=== Begin Enclosure ===

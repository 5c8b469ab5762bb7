use std::time::{SystemTime, UNIX_EPOCH};

use serde::{Deserialize, Serialize};

use crate::CoreError;

/// Returns the current wall-clock time as milliseconds since Unix epoch.
pub fn physical_now() -> Result<u64, CoreError> {
    SystemTime::now()
        .duration_since(UNIX_EPOCH)
        .map(|d| d.as_millis() as u64)
        .map_err(|_| CoreError::InvalidData("system clock before epoch".into()))
}

/// Hybrid Logical Clock timestamp: wall-clock milliseconds plus a counter
/// that disambiguates readings taken within the same millisecond.
/// Field order gives the derived ordering (wall_ms first).
#[derive(Clone, Copy, Eq, PartialEq, Ord, PartialOrd, Hash, Debug, Serialize, Deserialize)]
pub struct Hlc {
    wall_ms: u64,
    counter: u32,
}

impl Hlc {
    pub fn new(wall_ms: u64, counter: u32) -> Self {
        Self { wall_ms, counter }
    }

    pub fn wall_ms(&self) -> u64 {
        self.wall_ms
    }

    pub fn counter(&self) -> u32 {
        self.counter
    }
}

/// A clock that generates strictly increasing HLC timestamps, even when the
/// wall clock stalls or steps backwards.
#[derive(Debug)]
pub struct HlcClock {
    wall_ms: u64,
    counter: u32,
}

impl HlcClock {
    pub fn new() -> Self {
        Self {
            wall_ms: 0,
            counter: 0,
        }
    }

    /// Generate the next monotonically increasing timestamp.
    pub fn tick(&mut self) -> Result<Hlc, CoreError> {
        let now = physical_now()?;

        let hlc = if now > self.wall_ms {
            Hlc::new(now, 0)
        } else {
            Hlc::new(self.wall_ms, self.counter + 1)
        };

        self.wall_ms = hlc.wall_ms;
        self.counter = hlc.counter;
        Ok(hlc)
    }

    /// Advance past a timestamp observed elsewhere (e.g. restored from a
    /// persisted ledger) so later ticks never sort before it.
    pub fn observe(&mut self, seen: Hlc) {
        if seen > Hlc::new(self.wall_ms, self.counter) {
            self.wall_ms = seen.wall_ms;
            self.counter = seen.counter;
        }
    }
}

impl Default for HlcClock {
    fn default() -> Self {
        Self::new()
    }
}
mod sandbox;
mod service;

pub use sandbox::TestSandbox;
pub use service::ScriptedExecutionService;

use std::sync::Once;

use rowstage_core::{CellValue, Namespace, Row, RowKey, TableRef};
use tracing_subscriber::{EnvFilter, util::SubscriberInitExt};

static TRACING: Once = Once::new();

/// Install a test-writer subscriber once per test binary. `RUST_LOG`
/// overrides the default `warn` filter.
pub fn init_tracing() {
    TRACING.call_once(|| {
        let filter = EnvFilter::try_from_default_env().unwrap_or_else(|_| EnvFilter::new("warn"));
        let _ = tracing_subscriber::fmt()
            .with_env_filter(filter)
            .with_test_writer()
            .finish()
            .try_init();
    });
}

pub fn int(value: i64) -> CellValue {
    CellValue::Integer(value)
}

pub fn text(value: &str) -> CellValue {
    CellValue::Text(value.to_string())
}

pub fn row<const N: usize>(cells: [(&str, CellValue); N]) -> Row {
    cells
        .into_iter()
        .map(|(column, value)| (column.to_string(), value))
        .collect()
}

pub fn key<const N: usize>(cells: [(&str, CellValue); N]) -> RowKey {
    row(cells)
}

pub fn table(database: &str, name: &str) -> TableRef {
    TableRef::new(Namespace::new(database), name)
}

pub fn users() -> TableRef {
    table("app", "users")
}

pub fn orders() -> TableRef {
    table("app", "orders")
}
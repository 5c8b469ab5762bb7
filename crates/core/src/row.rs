use std::collections::BTreeMap;
use std::fmt;

use serde::{Deserialize, Serialize};

use crate::cell_value::CellValue;

/// Column name to value. Ordered so every derived artifact (SQL, digests,
/// persisted documents) is deterministic.
pub type Row = BTreeMap<String, CellValue>;

/// Key-column name to value, addressing one row of a table.
pub type RowKey = BTreeMap<String, CellValue>;

#[derive(Debug, Clone, PartialEq, Eq, PartialOrd, Ord, Hash, Serialize, Deserialize)]
pub struct Namespace {
    pub database: String,
    #[serde(default, skip_serializing_if = "Option::is_none")]
    pub schema: Option<String>,
}

impl Namespace {
    pub fn new(database: impl Into<String>) -> Self {
        Self {
            database: database.into(),
            schema: None,
        }
    }

    pub fn with_schema(database: impl Into<String>, schema: impl Into<String>) -> Self {
        Self {
            database: database.into(),
            schema: Some(schema.into()),
        }
    }
}

/// The relation a change targets.
#[derive(Debug, Clone, PartialEq, Eq, PartialOrd, Ord, Hash, Serialize, Deserialize)]
pub struct TableRef {
    pub namespace: Namespace,
    pub table: String,
}

impl TableRef {
    pub fn new(namespace: Namespace, table: impl Into<String>) -> Self {
        Self {
            namespace,
            table: table.into(),
        }
    }

    pub fn display_name(&self) -> String {
        self.to_string()
    }
}

impl fmt::Display for TableRef {
    fn fmt(&self, f: &mut fmt::Formatter<'_>) -> fmt::Result {
        match &self.namespace.schema {
            Some(schema) => write!(f, "{}.{}.{}", self.namespace.database, schema, self.table),
            None => write!(f, "{}.{}", self.namespace.database, self.table),
        }
    }
}

/// How a staged change locates its row.
#[derive(Debug, Clone, PartialEq, Eq, Serialize, Deserialize)]
#[serde(tag = "by", content = "columns", rename_all = "snake_case")]
pub enum RowAddress {
    Key(RowKey),
    /// No usable key: the row is identified by equality on every column
    /// of the image.
    FullRow(Row),
}

impl RowAddress {
    pub fn is_full_row(&self) -> bool {
        matches!(self, RowAddress::FullRow(_))
    }

    /// Whether `row` is the row this address points at. Key addresses need
    /// every key column present and equal; full-row addresses need every
    /// column of the image present and equal.
    pub fn matches_row(&self, row: &Row) -> bool {
        let columns = match self {
            RowAddress::Key(key) => key,
            RowAddress::FullRow(image) => image,
        };
        !columns.is_empty()
            && columns
                .iter()
                .all(|(column, value)| row.get(column) == Some(value))
    }
}

/// Extract the values of `key_columns` from `row`, if all are present.
pub fn project_key(row: &Row, key_columns: &[String]) -> Option<RowKey> {
    if key_columns.is_empty() {
        return None;
    }
    key_columns
        .iter()
        .map(|column| row.get(column).map(|value| (column.clone(), value.clone())))
        .collect()
}

#[cfg(test)]
mod tests {
    use super::*;

    fn row(pairs: &[(&str, CellValue)]) -> Row {
        pairs
            .iter()
            .map(|(k, v)| (k.to_string(), v.clone()))
            .collect()
    }

    #[test]
    fn table_display_includes_schema_when_present() {
        let plain = TableRef::new(Namespace::new("shop"), "users");
        let scoped = TableRef::new(Namespace::with_schema("shop", "public"), "users");
        assert_eq!(plain.display_name(), "shop.users");
        assert_eq!(scoped.display_name(), "shop.public.users");
    }

    #[test]
    fn key_address_ignores_non_key_columns() {
        let address = RowAddress::Key(row(&[("id", CellValue::Integer(5))]));
        let fetched = row(&[("id", CellValue::Integer(5)), ("name", "x".into())]);
        assert!(address.matches_row(&fetched));
        assert!(!address.matches_row(&row(&[("id", CellValue::Integer(6))])));
    }

    #[test]
    fn project_key_requires_every_column() {
        let full = row(&[("a", 1i64.into()), ("b", 2i64.into())]);
        let cols = vec!["a".to_string(), "b".to_string()];
        assert_eq!(project_key(&full, &cols), Some(full.clone()));
        assert_eq!(project_key(&row(&[("a", 1i64.into())]), &cols), None);
        assert_eq!(project_key(&full, &[]), None);
    }
}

=== End Enclosure ===

> _Exercise description_: Print the material word for word, with nothing left out.

> _Response area_:
repository 5c8b469ab5762bb7
use std::time::{SystemTime, UNIX_EPOCH};

use serde::{Deserialize, Serialize};

use crate::CoreError;

/// Returns the current wall-clock time as milliseconds since Unix epoch.
pub fn physical_now() -> Result<u64, CoreError> {
    SystemTime::now()
        .duration_since(UNIX_EPOCH)
        .map(|d| d.as_millis() as u64)
        .map_err(|_| CoreError::InvalidData("system clock before epoch".into()))
}

/// Hybrid Logical Clock timestamp: wall-clock milliseconds plus a counter
/// that disambiguates readings taken within the same millisecond.
/// Field order gives the derived ordering (wall_ms first).
#[derive(Clone, Copy, Eq, PartialEq, Ord, PartialOrd, Hash, Debug, Serialize, Deserialize)]
pub struct Hlc {
    wall_ms: u64,
    counter: u32,
}

impl Hlc {
    pub fn new(wall_ms: u64, counter: u32) -> Self {
        Self { wall_ms, counter }
    }

    pub fn wall_ms(&self) -> u64 {
        self.wall_ms
    }

    pub fn counter(&self) -> u32 {
        self.counter
    }
}

/// A clock that generates strictly increasing HLC timestamps, even when the
/// wall clock stalls or steps backwards.
#[derive(Debug)]
pub struct HlcClock {
    wall_ms: u64,
    counter: u32,
}

impl HlcClock {
    pub fn new() -> Self {
        Self {
            wall_ms: 0,
            counter: 0,
        }
    }

    /// Generate the next monotonically increasing timestamp.
    pub fn tick(&mut self) -> Result<Hlc, CoreError> {
        let now = physical_now()?;

        let hlc = if now > self.wall_ms {
            Hlc::new(now, 0)
        } else {
            Hlc::new(self.wall_ms, self.counter + 1)
        };

        self.wall_ms = hlc.wall_ms;
        self.counter = hlc.counter;
        Ok(hlc)
    }

    /// Advance past a timestamp observed elsewhere (e.g. restored from a
    /// persisted ledger) so later ticks never sort before it.
    pub fn observe(&mut self, seen: Hlc) {
        if seen > Hlc::new(self.wall_ms, self.counter) {
            self.wall_ms = seen.wall_ms;
            self.counter = seen.counter;
        }
    }
}

impl Default for HlcClock {
    fn default() -> Self {
        Self::new()
    }
}
mod sandbox;
mod service;

pub use sandbox::TestSandbox;
pub use service::ScriptedExecutionService;

use std::sync::Once;

use rowstage_core::{CellValue, Namespace, Row, RowKey, TableRef};
use tracing_subscriber::{EnvFilter, util::SubscriberInitExt};

static TRACING: Once = Once::new();

/// Install a test-writer subscriber once per test binary. `RUST_LOG`
/// overrides the default `warn` filter.
pub fn init_tracing() {
    TRACING.call_once(|| {
        let filter = EnvFilter::try_from_default_env().unwrap_or_else(|_| EnvFilter::new("warn"));
        let _ = tracing_subscriber::fmt()
            .with_env_filter(filter)
            .with_test_writer()
            .finish()
            .try_init();
    });
}

pub fn int(value: i64) -> CellValue {
    CellValue::Integer(value)
}

pub fn text(value: &str) -> CellValue {
    CellValue::Text(value.to_string())
}

pub fn row<const N: usize>(cells: [(&str, CellValue); N]) -> Row {
    cells
        .into_iter()
        .map(|(column, value)| (column.to_string(), value))
        .collect()
}

pub fn key<const N: usize>(cells: [(&str, CellValue); N]) -> RowKey {
    row(cells)
}

pub fn table(database: &str, name: &str) -> TableRef {
    TableRef::new(Namespace::new(database), name)
}

pub fn users() -> TableRef {
    table("app", "users")
}

pub fn orders() -> TableRef {
    table("app", "orders")
}
repository 5c8b469ab5762bb7
filename crates/core/src/row.rs
use std::collections::BTreeMap;
use std::fmt;

use serde::{Deserialize, Serialize};

use crate::cell_value::CellValue;

/// Column name to value. Ordered so every derived artifact (SQL, digests,
/// persisted documents) is deterministic.
pub type Row = BTreeMap<String, CellValue>;

/// Key-column name to value, addressing one row of a table.
pub type RowKey = BTreeMap<String, CellValue>;

#[derive(Debug, Clone, PartialEq, Eq, PartialOrd, Ord, Hash, Serialize, Deserialize)]
pub struct Namespace {
    pub database: String,
    #[serde(default, skip_serializing_if = "Option::is_none")]
    pub schema: Option<String>,
}

impl Namespace {
    pub fn new(database: impl Into<String>) -> Self {
        Self {
            database: database.into(),
            schema: None,
        }
    }

    pub fn with_schema(database: impl Into<String>, schema: impl Into<String>) -> Self {
        Self {
            database: database.into(),
            schema: Some(schema.into()),
        }
    }
}

/// The relation a change targets.
#[derive(Debug, Clone, PartialEq, Eq, PartialOrd, Ord, Hash, Serialize, Deserialize)]
pub struct TableRef {
    pub namespace: Namespace,
    pub table: String,
}

impl TableRef {
    pub fn new(namespace: Namespace, table: impl Into<String>) -> Self {
        Self {
            namespace,
            table: table.into(),
        }
    }

    pub fn display_name(&self) -> String {
        self.to_string()
    }
}

impl fmt::Display for TableRef {
    fn fmt(&self, f: &mut fmt::Formatter<'_>) -> fmt::Result {
        match &self.namespace.schema {
            Some(schema) => write!(f, "{}.{}.{}", self.namespace.database, schema, self.table),
            None => write!(f, "{}.{}", self.namespace.database, self.table),
        }
    }
}

/// How a staged change locates its row.
#[derive(Debug, Clone, PartialEq, Eq, Serialize, Deserialize)]
#[serde(tag = "by", content = "columns", rename_all = "snake_case")]
pub enum RowAddress {
    Key(RowKey),
    /// No usable key: the row is identified by equality on every column
    /// of the image.
    FullRow(Row),
}

impl RowAddress {
    pub fn is_full_row(&self) -> bool {
        matches!(self, RowAddress::FullRow(_))
    }

    /// Whether `row` is the row this address points at. Key addresses need
    /// every key column present and equal; full-row addresses need every
    /// column of the image present and equal.
    pub fn matches_row(&self, row: &Row) -> bool {
        let columns = match self {
            RowAddress::Key(key) => key,
            RowAddress::FullRow(image) => image,
        };
        !columns.is_empty()
            && columns
                .iter()
                .all(|(column, value)| row.get(column) == Some(value))
    }
}

/// Extract the values of `key_columns` from `row`, if all are present.
pub fn project_key(row: &Row, key_columns: &[String]) -> Option<RowKey> {
    if key_columns.is_empty() {
        return None;
    }
    key_columns
        .iter()
        .map(|column| row.get(column).map(|value| (column.clone(), value.clone())))
        .collect()
}

#[cfg(test)]
mod tests {
    use super::*;

    fn row(pairs: &[(&str, CellValue)]) -> Row {
        pairs
            .iter()
            .map(|(k, v)| (k.to_string(), v.clone()))
            .collect()
    }

    #[test]
    fn table_display_includes_schema_when_present() {
        let plain = TableRef::new(Namespace::new("shop"), "users");
        let scoped = TableRef::new(Namespace::with_schema("shop", "public"), "users");
        assert_eq!(plain.display_name(), "shop.users");
        assert_eq!(scoped.display_name(), "shop.public.users");
    }

    #[test]
    fn key_address_ignores_non_key_columns() {
        let address = RowAddress::Key(row(&[("id", CellValue::Integer(5))]));
        let fetched = row(&[("id", CellValue::Integer(5)), ("name", "x".into())]);
        assert!(address.matches_row(&fetched));
        assert!(!address.matches_row(&row(&[("id", CellValue::Integer(6))])));
    }

    #[test]
    fn project_key_requires_every_column() {
        let full = row(&[("a", 1i64.into()), ("b", 2i64.into())]);
        let cols = vec!["a".to_string(), "b".to_string()];
        assert_eq!(project_key(&full, &cols), Some(full.clone()));
        assert_eq!(project_key(&row(&[("a", 1i64.into())]), &cols), None);
        assert_eq!(project_key(&full, &[]), None);
    }
}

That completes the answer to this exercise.